Antes de empezar, aprovecho para contarles que en Cenital estamos lanzando una breve encuesta sobre la experiencia de ustedes, lectores y lectoras, leyéndonos. Nos vendría estupendo que entraras a este link y te tomaras 5 minutos para completarla, así podemos conocer un poco mejor a nuestra comunidad.

Sin otros rodeos, vamos a lo que nos convoca. Porque hoy me interesa que toquemos un tema que me fascina últimamente: el de las bibliotecas personales. No me refiero a los espacios llamados Bibliotecas en los que se acopian, catalogan y conservan libros, sino a las bibliotecas de casas particulares, de personas de carne y hueso que, ejemplar por ejemplar, van armando en estantes el mapa de sus lecturas. ¿Qué historias hay en esas bibliotecas personales? ¿Cómo se ordenan, se clasifican? ¿Qué pasa con los libros cuando las personas mueren? Estas son algunas preguntas que me vengo haciendo mientras miro mi propia biblioteca, que no ocupa un solo lugar de la casa sino que se expande y deforma por todos los ambientes. Si la analizo, noto que hay gran porcentaje de libros del pasado (que fueron de mis padres o abuelos), otro tanto adquirido por mí o mi pareja, algunos que me fueron mandando como periodista o que son de las editoriales para las que trabajo, y otros que no recuerdo cómo llegaron y se acomodaron acá. Esos son los más misteriosos. No me avergüenza para nada confesar que un gran porcentaje de mi biblioteca consiste en libros que no leí. De hecho, me parece genial, porque es como una apuesta que se lanza hacia el futuro. Espero en algún momento de la vejez, quizás, tener tiempo para leer todos esos volúmenes que nunca pude abrir. Y respecto de las cosas pendientes, encontré una cita muy graciosa de Anatole France que me hizo sentir mejor. Parece que tenía una enorme biblioteca. Y cada vez que alguien llegaba a su casa, la admiraba y tenía lugar esta escena:

–¿Ha leído usted todo esto, señor France?

–Ni la décima parte. ¿Acaso usted come todos los días en su vajilla de porcelana de Sevres?

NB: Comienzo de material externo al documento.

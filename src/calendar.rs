//! Calendar helpers and the clock abstraction
use chrono::{DateTime, Datelike, Days, NaiveDate, TimeZone, Utc, Weekday};

/// Source of "now". Injected so issuance and expiry checks are testable.
pub trait Clock {
    fn now(&self) -> DateTime<Utc>;

    fn today(&self) -> NaiveDate {
        self.now().date_naive()
    }
}

#[derive(Debug, Clone, Copy, Default)]
pub struct SystemClock;

impl Clock for SystemClock {
    fn now(&self) -> DateTime<Utc> {
        Utc::now()
    }
}

/// A clock stopped at a fixed instant.
#[derive(Debug, Clone, Copy)]
pub struct FixedClock(DateTime<Utc>);

impl FixedClock {
    pub fn new(at: DateTime<Utc>) -> Self {
        Self(at)
    }
    /// Midnight UTC on the given day. `None` for impossible dates.
    pub fn on(year: i32, month: u32, day: u32) -> Option<Self> {
        Utc.with_ymd_and_hms(year, month, day, 0, 0, 0)
            .single()
            .map(Self)
    }
}

impl Clock for FixedClock {
    fn now(&self) -> DateTime<Utc> {
        self.0
    }
}

pub fn is_business_day(date: NaiveDate) -> bool {
    !matches!(date.weekday(), Weekday::Sat | Weekday::Sun)
}

/// The date `n` business days (Mon-Fri) after `start`.
///
/// Counting starts with the day after `start`, so a Friday plus one business
/// day is the following Monday. `n == 0` returns `start`'s own date.
pub fn add_business_days(start: DateTime<Utc>, n: u32) -> NaiveDate {
    let mut date = start.date_naive();
    let mut counted = 0;

    while counted < n {
        date = match date.succ_opt() {
            Some(next) => next,
            None => break,
        };
        if is_business_day(date) {
            counted += 1;
        }
    }

    date
}

/// The date `n` calendar days after `start`, saturating at the last
/// representable date.
pub fn add_calendar_days(start: DateTime<Utc>, n: u32) -> NaiveDate {
    let date = start.date_naive();
    date.checked_add_days(Days::new(n.into()))
        .unwrap_or(NaiveDate::MAX)
}

#[cfg(test)]
mod tests {
    use super::*;

    fn at(y: i32, m: u32, d: u32) -> DateTime<Utc> {
        Utc.with_ymd_and_hms(y, m, d, 12, 0, 0).unwrap()
    }
    fn date(y: i32, m: u32, d: u32) -> NaiveDate {
        NaiveDate::from_ymd_opt(y, m, d).unwrap()
    }

    #[test]
    fn fifteen_business_days_from_monday() {
        // 2026-10-19 is a Monday
        assert_eq!(add_business_days(at(2026, 10, 19), 15), date(2026, 11, 9));
    }

    #[test]
    fn weekend_starts_roll_to_monday() {
        assert_eq!(add_business_days(at(2026, 10, 23), 1), date(2026, 10, 26));
        assert_eq!(add_business_days(at(2026, 10, 24), 1), date(2026, 10, 26));
        assert_eq!(add_business_days(at(2026, 10, 25), 1), date(2026, 10, 26));
        assert_eq!(add_business_days(at(2026, 10, 24), 15), date(2026, 11, 13));
    }

    #[test]
    fn zero_days_is_start_date() {
        assert_eq!(add_business_days(at(2026, 10, 24), 0), date(2026, 10, 24));
        assert_eq!(add_calendar_days(at(2026, 10, 24), 0), date(2026, 10, 24));
    }

    #[test]
    fn calendar_days_cross_month_and_year() {
        assert_eq!(add_calendar_days(at(2026, 10, 19), 15), date(2026, 11, 3));
        assert_eq!(add_calendar_days(at(2026, 12, 25), 15), date(2027, 1, 9));
    }

    #[test]
    fn fixed_clock_reports_its_instant() {
        let clock = FixedClock::on(2026, 10, 19).unwrap();
        assert_eq!(clock.today(), date(2026, 10, 19));
        assert!(FixedClock::on(2026, 2, 30).is_none());
    }
}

En Cenital nos importa que entiendas. Por eso nos propusimos contar de manera sencilla una realidad compleja. Si te gusta lo que hacemos, ayudanos a seguir. Sumate a nuestro círculo de Mejores amigos.

Si les parece, adentrémonos en una serie de reflexiones sobre bibliotecas personales a partir de las experiencias que tuvieron con ellas algunos artistas. Como la vez pasada, voy a hacer una especie de lista, para que puedan saltar o desplazarse por ellas como si las tuviéramos enfrente. Empecemos.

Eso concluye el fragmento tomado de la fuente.